**Supplied data**
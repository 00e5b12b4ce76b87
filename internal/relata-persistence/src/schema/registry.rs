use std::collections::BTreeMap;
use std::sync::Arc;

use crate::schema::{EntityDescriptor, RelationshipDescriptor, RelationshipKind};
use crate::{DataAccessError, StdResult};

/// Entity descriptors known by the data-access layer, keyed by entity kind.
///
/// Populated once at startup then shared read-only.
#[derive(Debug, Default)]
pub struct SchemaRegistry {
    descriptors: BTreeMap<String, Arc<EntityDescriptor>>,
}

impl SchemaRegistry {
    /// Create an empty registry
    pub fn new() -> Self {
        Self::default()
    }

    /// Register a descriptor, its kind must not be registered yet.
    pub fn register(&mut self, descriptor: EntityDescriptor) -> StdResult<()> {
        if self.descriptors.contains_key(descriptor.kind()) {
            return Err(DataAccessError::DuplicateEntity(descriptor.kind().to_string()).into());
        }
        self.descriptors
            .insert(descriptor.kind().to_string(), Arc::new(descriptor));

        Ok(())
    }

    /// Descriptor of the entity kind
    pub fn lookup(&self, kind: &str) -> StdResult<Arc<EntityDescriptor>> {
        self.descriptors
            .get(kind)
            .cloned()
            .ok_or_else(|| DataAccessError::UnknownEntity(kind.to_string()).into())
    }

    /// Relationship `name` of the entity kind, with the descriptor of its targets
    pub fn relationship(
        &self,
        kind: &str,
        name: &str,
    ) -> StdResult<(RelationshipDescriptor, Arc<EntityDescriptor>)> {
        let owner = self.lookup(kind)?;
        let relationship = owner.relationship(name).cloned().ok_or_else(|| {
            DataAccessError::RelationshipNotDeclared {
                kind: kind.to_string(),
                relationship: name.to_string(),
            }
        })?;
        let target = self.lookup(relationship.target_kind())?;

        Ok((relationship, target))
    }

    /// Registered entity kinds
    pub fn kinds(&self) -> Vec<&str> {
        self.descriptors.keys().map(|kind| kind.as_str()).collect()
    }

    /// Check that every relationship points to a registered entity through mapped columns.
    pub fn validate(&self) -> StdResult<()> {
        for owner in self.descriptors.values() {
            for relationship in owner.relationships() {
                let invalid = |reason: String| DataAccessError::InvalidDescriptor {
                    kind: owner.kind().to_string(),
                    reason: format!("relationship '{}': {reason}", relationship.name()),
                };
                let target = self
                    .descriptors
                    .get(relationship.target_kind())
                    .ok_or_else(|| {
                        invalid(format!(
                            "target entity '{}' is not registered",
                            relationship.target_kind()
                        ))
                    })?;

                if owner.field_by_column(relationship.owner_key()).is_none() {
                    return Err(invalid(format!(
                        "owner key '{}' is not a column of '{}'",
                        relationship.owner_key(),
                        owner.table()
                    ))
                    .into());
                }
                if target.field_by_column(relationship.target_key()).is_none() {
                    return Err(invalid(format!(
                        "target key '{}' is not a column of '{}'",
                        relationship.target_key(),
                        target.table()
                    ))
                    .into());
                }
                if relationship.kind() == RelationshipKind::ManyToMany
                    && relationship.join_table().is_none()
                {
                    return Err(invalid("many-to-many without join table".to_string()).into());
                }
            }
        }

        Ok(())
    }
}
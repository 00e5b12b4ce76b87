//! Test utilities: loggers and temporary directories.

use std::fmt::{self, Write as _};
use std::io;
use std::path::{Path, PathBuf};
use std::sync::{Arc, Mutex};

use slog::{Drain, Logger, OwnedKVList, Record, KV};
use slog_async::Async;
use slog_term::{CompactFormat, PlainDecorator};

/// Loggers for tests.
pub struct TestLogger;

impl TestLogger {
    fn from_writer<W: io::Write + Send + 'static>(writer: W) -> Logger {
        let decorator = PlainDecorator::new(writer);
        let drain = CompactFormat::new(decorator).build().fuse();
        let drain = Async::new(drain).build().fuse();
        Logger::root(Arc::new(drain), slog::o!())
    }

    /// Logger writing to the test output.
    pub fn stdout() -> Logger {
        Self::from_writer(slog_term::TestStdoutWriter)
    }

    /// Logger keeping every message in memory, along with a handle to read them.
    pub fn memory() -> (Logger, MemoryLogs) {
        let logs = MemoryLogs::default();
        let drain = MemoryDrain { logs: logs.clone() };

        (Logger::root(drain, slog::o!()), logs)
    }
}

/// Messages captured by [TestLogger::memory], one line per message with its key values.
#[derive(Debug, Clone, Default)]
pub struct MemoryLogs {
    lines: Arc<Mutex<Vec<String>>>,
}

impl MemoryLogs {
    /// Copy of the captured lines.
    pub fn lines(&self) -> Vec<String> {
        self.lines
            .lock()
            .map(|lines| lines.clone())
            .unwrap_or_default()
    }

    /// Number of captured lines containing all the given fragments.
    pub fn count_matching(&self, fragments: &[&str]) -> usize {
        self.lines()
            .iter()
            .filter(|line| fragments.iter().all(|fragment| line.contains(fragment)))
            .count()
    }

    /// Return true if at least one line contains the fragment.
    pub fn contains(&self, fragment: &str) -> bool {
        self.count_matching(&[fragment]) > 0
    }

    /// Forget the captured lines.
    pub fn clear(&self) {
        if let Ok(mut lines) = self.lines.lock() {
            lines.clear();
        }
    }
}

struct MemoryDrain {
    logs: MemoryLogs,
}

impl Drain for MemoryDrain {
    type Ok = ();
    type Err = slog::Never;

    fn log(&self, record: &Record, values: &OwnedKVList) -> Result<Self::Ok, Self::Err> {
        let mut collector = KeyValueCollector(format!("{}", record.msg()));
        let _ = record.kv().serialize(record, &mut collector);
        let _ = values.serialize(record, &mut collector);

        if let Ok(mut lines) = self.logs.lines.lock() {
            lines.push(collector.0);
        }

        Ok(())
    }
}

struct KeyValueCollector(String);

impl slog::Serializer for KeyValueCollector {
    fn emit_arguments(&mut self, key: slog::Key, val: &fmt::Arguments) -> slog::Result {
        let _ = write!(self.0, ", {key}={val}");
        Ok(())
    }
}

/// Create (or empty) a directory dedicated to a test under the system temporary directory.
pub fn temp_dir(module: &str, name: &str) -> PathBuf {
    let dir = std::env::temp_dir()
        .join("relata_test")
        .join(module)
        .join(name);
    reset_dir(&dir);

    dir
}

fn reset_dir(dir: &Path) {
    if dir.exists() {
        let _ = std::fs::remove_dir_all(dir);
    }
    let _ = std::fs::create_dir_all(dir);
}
...
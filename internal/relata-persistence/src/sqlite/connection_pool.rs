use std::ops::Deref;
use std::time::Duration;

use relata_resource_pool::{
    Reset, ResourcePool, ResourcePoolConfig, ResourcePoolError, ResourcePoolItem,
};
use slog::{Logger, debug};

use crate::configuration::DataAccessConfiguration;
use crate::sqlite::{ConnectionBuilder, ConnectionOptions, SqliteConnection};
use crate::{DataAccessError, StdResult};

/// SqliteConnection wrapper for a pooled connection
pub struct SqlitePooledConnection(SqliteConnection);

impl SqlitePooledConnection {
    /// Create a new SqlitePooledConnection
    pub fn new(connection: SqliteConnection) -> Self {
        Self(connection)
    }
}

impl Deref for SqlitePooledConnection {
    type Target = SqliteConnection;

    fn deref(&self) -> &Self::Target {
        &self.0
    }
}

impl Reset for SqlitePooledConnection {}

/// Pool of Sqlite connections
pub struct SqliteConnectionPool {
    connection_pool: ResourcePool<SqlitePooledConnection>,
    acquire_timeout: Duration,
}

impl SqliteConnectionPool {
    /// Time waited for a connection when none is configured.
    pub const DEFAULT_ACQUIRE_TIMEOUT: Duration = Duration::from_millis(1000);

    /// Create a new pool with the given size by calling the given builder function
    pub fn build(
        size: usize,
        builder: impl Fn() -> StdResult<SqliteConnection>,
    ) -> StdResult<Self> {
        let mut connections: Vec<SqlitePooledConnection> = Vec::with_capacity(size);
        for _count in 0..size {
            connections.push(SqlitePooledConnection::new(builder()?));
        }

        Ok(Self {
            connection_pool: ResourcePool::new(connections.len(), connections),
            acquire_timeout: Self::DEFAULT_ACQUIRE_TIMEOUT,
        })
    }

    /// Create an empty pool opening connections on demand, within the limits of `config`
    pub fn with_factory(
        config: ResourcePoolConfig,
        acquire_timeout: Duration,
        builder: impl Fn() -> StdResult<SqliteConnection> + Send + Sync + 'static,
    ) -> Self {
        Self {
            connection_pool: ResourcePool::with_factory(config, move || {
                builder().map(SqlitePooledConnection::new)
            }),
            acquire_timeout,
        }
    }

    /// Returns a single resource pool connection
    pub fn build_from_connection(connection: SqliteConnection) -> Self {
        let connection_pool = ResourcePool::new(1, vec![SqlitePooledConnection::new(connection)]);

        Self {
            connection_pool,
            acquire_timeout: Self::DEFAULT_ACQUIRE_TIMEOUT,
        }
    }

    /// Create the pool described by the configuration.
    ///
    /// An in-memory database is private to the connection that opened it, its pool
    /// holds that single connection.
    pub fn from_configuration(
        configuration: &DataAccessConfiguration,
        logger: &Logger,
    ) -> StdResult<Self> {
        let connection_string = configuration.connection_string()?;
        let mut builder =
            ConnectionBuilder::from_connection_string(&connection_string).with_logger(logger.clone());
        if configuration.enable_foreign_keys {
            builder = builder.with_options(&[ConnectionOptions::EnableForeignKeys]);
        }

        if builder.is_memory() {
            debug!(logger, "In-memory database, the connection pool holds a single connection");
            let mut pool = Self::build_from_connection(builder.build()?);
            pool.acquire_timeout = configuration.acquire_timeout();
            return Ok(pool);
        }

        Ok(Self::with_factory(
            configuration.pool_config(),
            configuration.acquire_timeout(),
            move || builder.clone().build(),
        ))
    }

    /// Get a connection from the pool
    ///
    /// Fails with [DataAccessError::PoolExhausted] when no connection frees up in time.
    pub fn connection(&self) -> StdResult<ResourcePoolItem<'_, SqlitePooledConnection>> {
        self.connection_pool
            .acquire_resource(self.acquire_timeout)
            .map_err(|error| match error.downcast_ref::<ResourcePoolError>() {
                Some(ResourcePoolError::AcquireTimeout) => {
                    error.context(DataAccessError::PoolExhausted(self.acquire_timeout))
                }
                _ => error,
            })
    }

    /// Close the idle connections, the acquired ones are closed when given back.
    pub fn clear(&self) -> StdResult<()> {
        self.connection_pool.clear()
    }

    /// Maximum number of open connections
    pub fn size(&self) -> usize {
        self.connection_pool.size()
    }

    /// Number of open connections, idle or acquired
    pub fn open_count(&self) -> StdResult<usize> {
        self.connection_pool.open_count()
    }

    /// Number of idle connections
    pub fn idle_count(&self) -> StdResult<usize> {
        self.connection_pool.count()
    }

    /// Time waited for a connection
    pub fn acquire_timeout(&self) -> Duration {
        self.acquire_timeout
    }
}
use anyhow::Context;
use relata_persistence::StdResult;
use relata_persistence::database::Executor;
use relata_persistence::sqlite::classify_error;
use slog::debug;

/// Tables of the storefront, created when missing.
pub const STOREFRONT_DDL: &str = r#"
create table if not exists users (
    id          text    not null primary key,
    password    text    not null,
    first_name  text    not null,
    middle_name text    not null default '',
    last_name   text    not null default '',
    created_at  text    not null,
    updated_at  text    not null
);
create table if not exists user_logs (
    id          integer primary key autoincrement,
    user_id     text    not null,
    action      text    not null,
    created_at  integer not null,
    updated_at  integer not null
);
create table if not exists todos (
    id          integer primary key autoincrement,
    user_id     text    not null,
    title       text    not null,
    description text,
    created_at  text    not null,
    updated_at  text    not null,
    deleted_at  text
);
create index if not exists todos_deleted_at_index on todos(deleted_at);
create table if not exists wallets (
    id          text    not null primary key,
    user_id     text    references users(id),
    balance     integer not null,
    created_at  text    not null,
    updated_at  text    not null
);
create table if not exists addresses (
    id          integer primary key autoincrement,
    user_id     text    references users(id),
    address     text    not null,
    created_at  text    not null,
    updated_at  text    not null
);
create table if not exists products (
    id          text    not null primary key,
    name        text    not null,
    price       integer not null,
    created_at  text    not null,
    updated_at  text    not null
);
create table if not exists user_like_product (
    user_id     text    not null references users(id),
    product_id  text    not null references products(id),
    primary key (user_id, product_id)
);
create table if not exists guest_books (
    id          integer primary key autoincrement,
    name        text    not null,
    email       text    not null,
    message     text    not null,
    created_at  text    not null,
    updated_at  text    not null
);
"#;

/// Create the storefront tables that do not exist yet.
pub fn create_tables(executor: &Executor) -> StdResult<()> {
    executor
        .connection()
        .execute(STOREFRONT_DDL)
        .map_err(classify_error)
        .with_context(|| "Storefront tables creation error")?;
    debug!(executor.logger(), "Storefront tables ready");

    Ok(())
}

**Task to carry out**
Only one stretch of the data above is needed. Restate it word for word, from the line containing "let _ = record.kv().serialize(record, &mut" through the line containing "struct KeyValueCollector(String);", both ends included.

**Written solution**
        let _ = record.kv().serialize(record, &mut collector);
        let _ = values.serialize(record, &mut collector);

        if let Ok(mut lines) = self.logs.lines.lock() {
            lines.push(collector.0);
        }

        Ok(())
    }
}

struct KeyValueCollector(String);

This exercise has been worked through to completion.